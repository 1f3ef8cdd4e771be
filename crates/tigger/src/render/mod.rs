//! Window-surface plumbing shared by the 3D renderer: the wgpu device and
//! surface ([`gpu`]) and per-frame acquire/submit/present ([`pass`]).

pub mod gpu;
pub mod pass;

pub use gpu::GpuContext;
pub use pass::{render_frame, ClearColor, FrameContext};
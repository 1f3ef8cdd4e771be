//! # Tigger — A Tiny 3D Arcade Scene
//!
//! Tigger flies over an infinite meadow full of bouncing spheres and falling
//! bombs. Shoot every sphere to win; lose too many bombs and Tigger tumbles
//! away. Everything casts a flat shadow on the grass.
//!
//! The simulation ([`scene`], [`entity`], [`camera`]) is plain data and runs
//! without a GPU. It describes each frame to a [`draw::DrawSink`]; the wgpu
//! renderer behind the `render3d` feature is one such sink's consumer.

pub mod asset;
pub mod camera;
pub mod config;
pub mod draw;
pub mod entity;
pub mod error;
pub mod input;
pub mod light;
pub mod material;
pub mod math;
pub mod scene;
pub mod time;
pub mod transform;

#[cfg(feature = "render3d")]
pub mod render;
#[cfg(feature = "render3d")]
pub mod render3d;
#[cfg(feature = "render3d")]
pub mod window;

pub use error::{Error, Result};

Task —
Could you copy every line from the records that has "camera" in it?

Your response —
//! The simulation ([`scene`], [`entity`], [`camera`]) is plain data and runs
pub mod camera;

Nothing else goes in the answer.